【本の感想】エドワード・T・ホール『かくれた次元』

エドワード・T・ホール『かくれた次元』

ソーシャルディスタンスという語が定着してきた今日この頃です。

そもそも、人間は空間(自己と他者、自己と環境)をどのように利用しているのでしょうか。エドワード・ホール(Edward Hall)は、このことについての観察と理論をプロクセミックス名づけ、『かくれた次元』(The Hidden Dimension)(1966年)にて解説していきます。

動物における個体間のスペーシングについては、わりと知られていると思いますが、一定の空間内の個体密度が高くなる=シンク状態になると自死に至るものや、生体としての異常を発現するものなどを例示していて興味深いですね。もっとも、ヨーロッパに流行したペストが、人口密度の高さからくる伝搬速度以外、つまり生体としての機能の結果のような記述は、強引さを感じてしまいます(自分の解釈の仕方かもしれませんが)。

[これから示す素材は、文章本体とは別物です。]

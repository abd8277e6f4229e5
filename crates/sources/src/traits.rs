//! Collaborator interfaces for the recommendation engine.
//!
//! The engine never talks to the backing document store directly; hosts
//! hand it implementations of these traits. This crate ships an in-memory
//! implementation (`MemorySource`) used by the CLI, the harness and the
//! tests; production embeddings implement the same traits over the real
//! store client. Pagination, retries and backoff are the implementation's
//! concern: the `list_*` methods return complete record sets.

use anyhow::Result;
use async_trait::async_trait;
use catalog::{FoodlistRecord, ItemRecord, MenuRecord, RestaurantRecord, UserId};

/// Full-scan access to the catalog records.
#[async_trait]
pub trait CatalogSource: Send + Sync {
    /// Every restaurant record in the store.
    async fn list_restaurants(&self) -> Result<Vec<RestaurantRecord>>;

    /// Every menu record in the store.
    async fn list_menus(&self) -> Result<Vec<MenuRecord>>;

    /// Every item record in the store.
    async fn list_items(&self) -> Result<Vec<ItemRecord>>;
}

/// Access to user-owned foodlists.
#[async_trait]
pub trait ListSource: Send + Sync {
    /// The foodlists owned by `user_id`. A user with no lists yields an
    /// empty vec, not an error.
    async fn lists_for_user(&self, user_id: &str) -> Result<Vec<FoodlistRecord>>;
}

/// Resolution of the current session's user.
#[async_trait]
pub trait IdentitySource: Send + Sync {
    /// The signed-in user, or `None` when the session resolves to nobody.
    /// Unresolved identity is a valid state, not a failure; the engine
    /// answers it with an empty recommendation list.
    async fn current_user_id(&self) -> Result<Option<UserId>>;
}
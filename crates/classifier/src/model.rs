//! Naive Bayes model fitting.
//!
//! Fits a binary liked / not-liked classifier over the full catalog with
//! Laplace (add-one) smoothing. A fitted model is an immutable snapshot:
//! it owns every table it scores with, never touches the catalog again,
//! and lives for the duration of one request because the label set is
//! user-specific.

use crate::features::FeatureCache;
use catalog::{CatalogIndex, Restaurant, RestaurantId};
use rayon::prelude::*;
use std::collections::{HashMap, HashSet};
use thiserror::Error;
use tracing::{debug, instrument};

/// Floor for the not-liked prior, keeping its logarithm finite even when a
/// caller hands in at least as many positive ids as the catalog has
/// restaurants.
const PRIOR_FLOOR: f64 = 1e-12;

/// Errors surfaced by model fitting.
#[derive(Error, Debug)]
pub enum ModelError {
    /// The catalog holds no restaurants, so there is nothing to fit or
    /// rank. Callers surface this instead of returning a made-up list.
    #[error("cannot fit a model over an empty catalog")]
    EmptyCatalog,
}

/// A fitted Naive Bayes taste model for one user.
///
/// Holds log-space priors and per-feature conditionals for both classes,
/// plus the positive label set so the scorer can exclude already-liked
/// restaurants. All fields are fixed at `fit` time.
#[derive(Debug, Clone)]
pub struct TasteModel {
    pub(crate) log_prior_liked: f64,
    pub(crate) log_prior_not_liked: f64,
    pub(crate) liked_log_probs: HashMap<String, f64>,
    pub(crate) not_liked_log_probs: HashMap<String, f64>,
    /// Per-class fallback for features outside the fitted vocabulary.
    pub(crate) liked_default_log_prob: f64,
    pub(crate) not_liked_default_log_prob: f64,
    pub(crate) positive_ids: HashSet<RestaurantId>,
}

impl TasteModel {
    /// Fit a model over the catalog given the user's positive label set.
    ///
    /// ## Algorithm
    /// With N restaurants, P positive labels, Np = max(N - P, 0) negatives
    /// and vocabulary size V (floored at 1), everything add-one smoothed:
    /// - priors: P(liked) = (P + 1) / (N + 2), P(not liked) = 1 - P(liked)
    /// - conditionals: P(f | class) = (count(f, class) + 1) / (|class| + V),
    ///   precomputed in log space for every vocabulary feature
    /// - out-of-vocabulary fallback per class: log(1 / (|class| + V))
    ///
    /// A user with no positives still gets a valid, heavily
    /// negative-leaning model. Only an empty catalog is rejected.
    #[instrument(skip_all, fields(restaurants = catalog.len(), positives = positive_ids.len()))]
    pub fn fit(
        catalog: &CatalogIndex,
        cache: &FeatureCache,
        positive_ids: HashSet<RestaurantId>,
    ) -> Result<Self, ModelError> {
        let n = catalog.len();
        if n == 0 {
            return Err(ModelError::EmptyCatalog);
        }

        let p = positive_ids.len();
        let np = n.saturating_sub(p);
        let vocabulary = cache.vocabulary();
        let v = vocabulary.len().max(1);

        let prior_liked = (p as f64 + 1.0) / (n as f64 + 2.0);
        let prior_not_liked = (1.0 - prior_liked).max(PRIOR_FLOOR);

        // Per-class presence counts, aggregated in parallel.
        let restaurants: Vec<&Restaurant> = catalog.restaurants().collect();
        let (liked_counts, not_liked_counts) = restaurants
            .par_iter()
            .fold(
                || (HashMap::new(), HashMap::new()),
                |(mut liked, mut not_liked): (HashMap<String, u32>, HashMap<String, u32>),
                 restaurant| {
                    let counts = if positive_ids.contains(&restaurant.id) {
                        &mut liked
                    } else {
                        &mut not_liked
                    };
                    if let Some(features) = cache.get(&restaurant.id) {
                        for feature in features {
                            *counts.entry(feature.clone()).or_insert(0) += 1;
                        }
                    }
                    (liked, not_liked)
                },
            )
            .reduce(
                || (HashMap::new(), HashMap::new()),
                |(mut liked_acc, mut not_liked_acc), (liked, not_liked)| {
                    for (feature, count) in liked {
                        *liked_acc.entry(feature).or_insert(0) += count;
                    }
                    for (feature, count) in not_liked {
                        *not_liked_acc.entry(feature).or_insert(0) += count;
                    }
                    (liked_acc, not_liked_acc)
                },
            );

        let liked_denom = p as f64 + v as f64;
        let not_liked_denom = np as f64 + v as f64;

        let mut liked_log_probs = HashMap::with_capacity(vocabulary.len());
        let mut not_liked_log_probs = HashMap::with_capacity(vocabulary.len());
        for feature in vocabulary {
            let liked_count = liked_counts.get(feature).copied().unwrap_or(0) as f64;
            let not_liked_count = not_liked_counts.get(feature).copied().unwrap_or(0) as f64;
            liked_log_probs.insert(feature.clone(), ((liked_count + 1.0) / liked_denom).ln());
            not_liked_log_probs.insert(
                feature.clone(),
                ((not_liked_count + 1.0) / not_liked_denom).ln(),
            );
        }

        debug!(
            "Fitted model: {} restaurants ({} liked), vocabulary {}",
            n, p, v
        );

        Ok(Self {
            log_prior_liked: prior_liked.ln(),
            log_prior_not_liked: prior_not_liked.ln(),
            liked_log_probs,
            not_liked_log_probs,
            liked_default_log_prob: (1.0 / liked_denom).ln(),
            not_liked_default_log_prob: (1.0 / not_liked_denom).ln(),
            positive_ids,
        })
    }

    /// Natural log of the liked-class prior.
    pub fn log_prior_liked(&self) -> f64 {
        self.log_prior_liked
    }

    /// Natural log of the not-liked-class prior.
    pub fn log_prior_not_liked(&self) -> f64 {
        self.log_prior_not_liked
    }

    /// Number of distinct features the model was fitted over.
    pub fn vocabulary_len(&self) -> usize {
        self.liked_log_probs.len()
    }

    /// The label set the model was fitted with.
    pub fn positive_ids(&self) -> &HashSet<RestaurantId> {
        &self.positive_ids
    }

    /// Features most indicative of the liked class, ranked by the gap
    /// between their liked and not-liked log-probabilities. Ties break
    /// alphabetically so the output is reproducible.
    pub fn top_liked_features(&self, limit: usize) -> Vec<(String, f64)> {
        let mut ranked: Vec<(String, f64)> = self
            .liked_log_probs
            .iter()
            .map(|(feature, &liked)| {
                let not_liked = self
                    .not_liked_log_probs
                    .get(feature)
                    .copied()
                    .unwrap_or(self.not_liked_default_log_prob);
                (feature.clone(), liked - not_liked)
            })
            .collect();

        ranked.sort_by(|a, b| {
            b.1.partial_cmp(&a.1)
                .unwrap_or(std::cmp::Ordering::Equal)
                .then_with(|| a.0.cmp(&b.0))
        });
        ranked.truncate(limit);
        ranked
    }
}

#[cfg(test)]
mod tests {
    use super::*;
    use catalog::{ItemRecord, RestaurantRecord};

    fn record(id: &str, cuisine: &str) -> RestaurantRecord {
        RestaurantRecord {
            id: id.to_string(),
            name: format!("Restaurant {}", id),
            cuisines: vec![cuisine.to_string()],
            ambiences: vec![],
        }
    }

    fn spicy_item(id: &str, restaurant_id: &str) -> ItemRecord {
        ItemRecord {
            id: id.to_string(),
            name: "Dish".to_string(),
            item_type: Some("meal".to_string()),
            cuisine: None,
            tags: vec!["spicy".to_string()],
            price: None,
            restaurant_id: Some(restaurant_id.to_string()),
            menu_id: None,
        }
    }

    fn fit_over(
        restaurants: Vec<RestaurantRecord>,
        items: Vec<ItemRecord>,
        positives: &[&str],
    ) -> Result<TasteModel, ModelError> {
        let catalog = CatalogIndex::assemble(restaurants, vec![], items);
        let cache = FeatureCache::build(&catalog);
        let positives = positives.iter().map(|id| id.to_string()).collect();
        TasteModel::fit(&catalog, &cache, positives)
    }

    #[test]
    fn test_empty_catalog_rejected() {
        let result = fit_over(vec![], vec![], &[]);
        assert!(matches!(result, Err(ModelError::EmptyCatalog)));
    }

    #[test]
    fn test_priors_follow_label_counts() {
        // 3 restaurants, 1 positive: P(liked) = 2/5.
        let model = fit_over(
            vec![record("r1", "Thai"), record("r2", "Thai"), record("r3", "Italian")],
            vec![],
            &["r1"],
        )
        .unwrap();

        assert!((model.log_prior_liked().exp() - 0.4).abs() < 1e-12);
        assert!((model.log_prior_not_liked().exp() - 0.6).abs() < 1e-12);
        assert_eq!(model.vocabulary_len(), 2);
        assert_eq!(model.positive_ids().len(), 1);
    }

    #[test]
    fn test_no_positives_still_fits() {
        let model = fit_over(
            vec![record("r1", "Thai"), record("r2", "Italian")],
            vec![],
            &[],
        )
        .unwrap();

        // P(liked) = 1/4 from smoothing alone.
        assert!((model.log_prior_liked().exp() - 0.25).abs() < 1e-12);
        assert!(model.positive_ids().is_empty());
    }

    #[test]
    fn test_prior_strictly_increases_with_positives() {
        let catalog = vec![
            record("r1", "Thai"),
            record("r2", "Thai"),
            record("r3", "Italian"),
            record("r4", "Mexican"),
        ];
        let mut last = f64::NEG_INFINITY;
        for positives in [&[][..], &["r1"][..], &["r1", "r2"][..], &["r1", "r2", "r3"][..]] {
            let model = fit_over(catalog.clone(), vec![], positives).unwrap();
            assert!(
                model.log_prior_liked() > last,
                "prior did not grow at {} positives",
                positives.len()
            );
            last = model.log_prior_liked();
        }
    }

    #[test]
    fn test_all_positive_keeps_log_prior_finite() {
        let model = fit_over(
            vec![record("r1", "Thai"), record("r2", "Thai")],
            vec![],
            &["r1", "r2"],
        )
        .unwrap();

        assert!(model.log_prior_not_liked().is_finite());
        assert!(model.log_prior_not_liked() < model.log_prior_liked());
    }

    #[test]
    fn test_unknown_positive_ids_counted_literally() {
        // Labels for restaurants outside the catalog still widen the prior
        // (here P = 3 against N = 1, so P(liked) = 4/3 before flooring);
        // the negative class size saturates at zero instead of underflowing.
        let model = fit_over(
            vec![record("r1", "Thai")],
            vec![],
            &["r1", "ghost-a", "ghost-b"],
        )
        .unwrap();

        assert!((model.log_prior_liked().exp() - 4.0 / 3.0).abs() < 1e-9);
        assert!(model.log_prior_not_liked().is_finite());
        assert!(model.log_prior_not_liked() < -20.0);
    }

    #[test]
    fn test_empty_vocabulary_floored() {
        // Featureless restaurants leave V = 0; the denominators floor V at 1.
        let model = fit_over(
            vec![RestaurantRecord {
                id: "r1".to_string(),
                name: "Blank".to_string(),
                cuisines: vec![],
                ambiences: vec![],
            }],
            vec![],
            &[],
        )
        .unwrap();

        assert_eq!(model.vocabulary_len(), 0);
        assert!(model.liked_default_log_prob.is_finite());
        assert!(model.not_liked_default_log_prob.is_finite());
    }

    #[test]
    fn test_top_liked_features_ranked_by_log_odds() {
        let model = fit_over(
            vec![record("r1", "Thai"), record("r2", "Italian"), record("r3", "Italian")],
            vec![spicy_item("i1", "r1")],
            &["r1"],
        )
        .unwrap();

        let top = model.top_liked_features(10);
        assert_eq!(top.len(), model.vocabulary_len());
        // Every feature of the liked restaurant outranks the rest.
        let liked_only: HashSet<&str> = ["cuisine:thai", "tag:spicy", "type:meal"]
            .into_iter()
            .collect();
        for (feature, _) in &top[..3] {
            assert!(liked_only.contains(feature.as_str()));
        }
        assert!(top[0].1 >= top[1].1 && top[1].1 >= top[2].1);

        let truncated = model.top_liked_features(2);
        assert_eq!(truncated.len(), 2);
    }

    #[test]
    fn test_fit_is_deterministic() {
        let build = || {
            fit_over(
                vec![record("r1", "Thai"), record("r2", "Thai"), record("r3", "Italian")],
                vec![spicy_item("i1", "r1"), spicy_item("i2", "r3")],
                &["r1"],
            )
            .unwrap()
        };

        let a = build();
        let b = build();
        assert_eq!(a.log_prior_liked.to_bits(), b.log_prior_liked.to_bits());
        for (feature, log_prob) in &a.liked_log_probs {
            assert_eq!(
                log_prob.to_bits(),
                b.liked_log_probs[feature].to_bits(),
                "feature {} drifted between fits",
                feature
            );
        }
    }
}
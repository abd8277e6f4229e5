//! # Sources
//!
//! Data-source seams for the recommendation engine.
//!
//! Three narrow traits cover everything the engine reads: `CatalogSource`
//! (restaurants, menus, items), `ListSource` (a user's foodlists) and
//! `IdentitySource` (who the current session belongs to). `MemorySource`
//! implements all three over a JSON fixture snapshot and backs the CLI,
//! the demo harness and the tests; production embeddings implement the
//! traits over the real document store.

pub mod memory;
pub mod traits;

pub use memory::{CatalogFixture, MemorySource};
pub use traits::{CatalogSource, IdentitySource, ListSource};
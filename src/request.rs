//! Request type seen by the mounted endpoint.

use bytes::Bytes;
use http::header::COOKIE;
use http::{HeaderName, HeaderValue, Method};
use serde::de::DeserializeOwned;
use url::form_urlencoded;

use crate::cookie::parse_cookie_header;
use crate::protocol::Scope;

/// A request as delivered to the endpoint, body already read.
///
/// Cheap to clone: the body is reference-counted, so every dependency gets
/// its own copy.
#[derive(Clone, Debug)]
pub struct Request {
    pub(crate) method: Method,
    pub(crate) path: String,
    pub(crate) query: Vec<(String, String)>,
    pub(crate) headers: Vec<(HeaderName, HeaderValue)>,
    pub(crate) cookies: Vec<(String, String)>,
    pub(crate) body: Bytes,
}

impl Request {
    /// `path` is the scope path with the root path already removed.
    pub(crate) fn new(scope: &Scope, path: String, body: Bytes) -> Self {
        let query = form_urlencoded::parse(&scope.query_string).into_owned().collect();
        let cookies = scope.headers.iter()
            .filter(|(k, _)| *k == COOKIE)
            .filter_map(|(_, v)| v.to_str().ok())
            .flat_map(|v| parse_cookie_header(v))
            .collect();
        Self {
            method: scope.method.clone(),
            path,
            query,
            headers: scope.headers.clone(),
            cookies,
            body,
        }
    }

    pub fn method(&self) -> &Method { &self.method }
    pub fn path(&self) -> &str { &self.path }
    pub fn headers(&self) -> &[(HeaderName, HeaderValue)] { &self.headers }
    pub fn body(&self) -> &[u8] { &self.body }

    /// Every query pair, in order. A key may repeat.
    pub fn queries(&self) -> &[(String, String)] { &self.query }

    /// First value of a query parameter.
    ///
    /// For `/?start_date=2024-01-01`, `req.query("start_date")` returns `Some("2024-01-01")`.
    pub fn query(&self, key: &str) -> Option<&str> {
        self.query.iter().find(|(k, _)| k == key).map(|(_, v)| v.as_str())
    }

    /// Case-insensitive header lookup.
    pub fn header(&self, name: &str) -> Option<&str> {
        self.headers.iter()
            .find(|(k, _)| k.as_str().eq_ignore_ascii_case(name))
            .and_then(|(_, v)| v.to_str().ok())
    }

    pub fn cookie(&self, name: &str) -> Option<&str> {
        self.cookies.iter().find(|(k, _)| k == name).map(|(_, v)| v.as_str())
    }

    /// The body decoded as a URL-encoded form.
    pub fn form(&self) -> Vec<(String, String)> {
        form_urlencoded::parse(&self.body).into_owned().collect()
    }

    /// The body decoded as JSON.
    pub fn json<T: DeserializeOwned>(&self) -> Result<T, serde_json::Error> {
        serde_json::from_slice(&self.body)
    }
}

遠距離受容器(目、耳、鼻)、近距離受容器(筋肉、皮膚)が、空間をどのように知覚、形成していくのかに論がつづきます。ここでは、同じ文化に属するものと、異なる文化に属するものの知覚的世界に差があることが触れられています。なるほど、同じ文化でさえでも、ひとつのものが他者と違う解釈である場面というのはよくあることです。

前半はどちらかというと科学的な側面が強いけれど、後半は文化的な面に重点を置きながら語られていきます。ドイツ人、イギリス人、フランス人のプロクセミックス。日本とアラブ圏のプロクセミックス。それぞれが文化や社会環境において形成される空間への知覚が、他者とのコミュニケーションギャップを発生させているという視点が面白いですね。ただ、著者の自らの体験から語られたり(文化人類学的なアプローチなの?)、日本の番地が建物のたった順にふられているといった誤った情報に基づいているので恣意的なところが否めません。「公共の場で押したり突いたりすることが、中東文化の特徴である」に象徴されるような、日本人からみると考えられない行動原理が、アラブ人の空間に対する知覚にねざしているとの主張には、ちょっと首を傾げてしまいます。

都市の危機的な状況を危惧する著者。「人間は文化というメディアを通してしか意味のある行動も相互作用もできない」とし「われわれがどのような延長物を創り出しているかにもっと注意を払う義務」があるといいます。これは納得です。

この手の書籍は読んだことはなかったけれど、ひとつのものの見方として勉強になりました。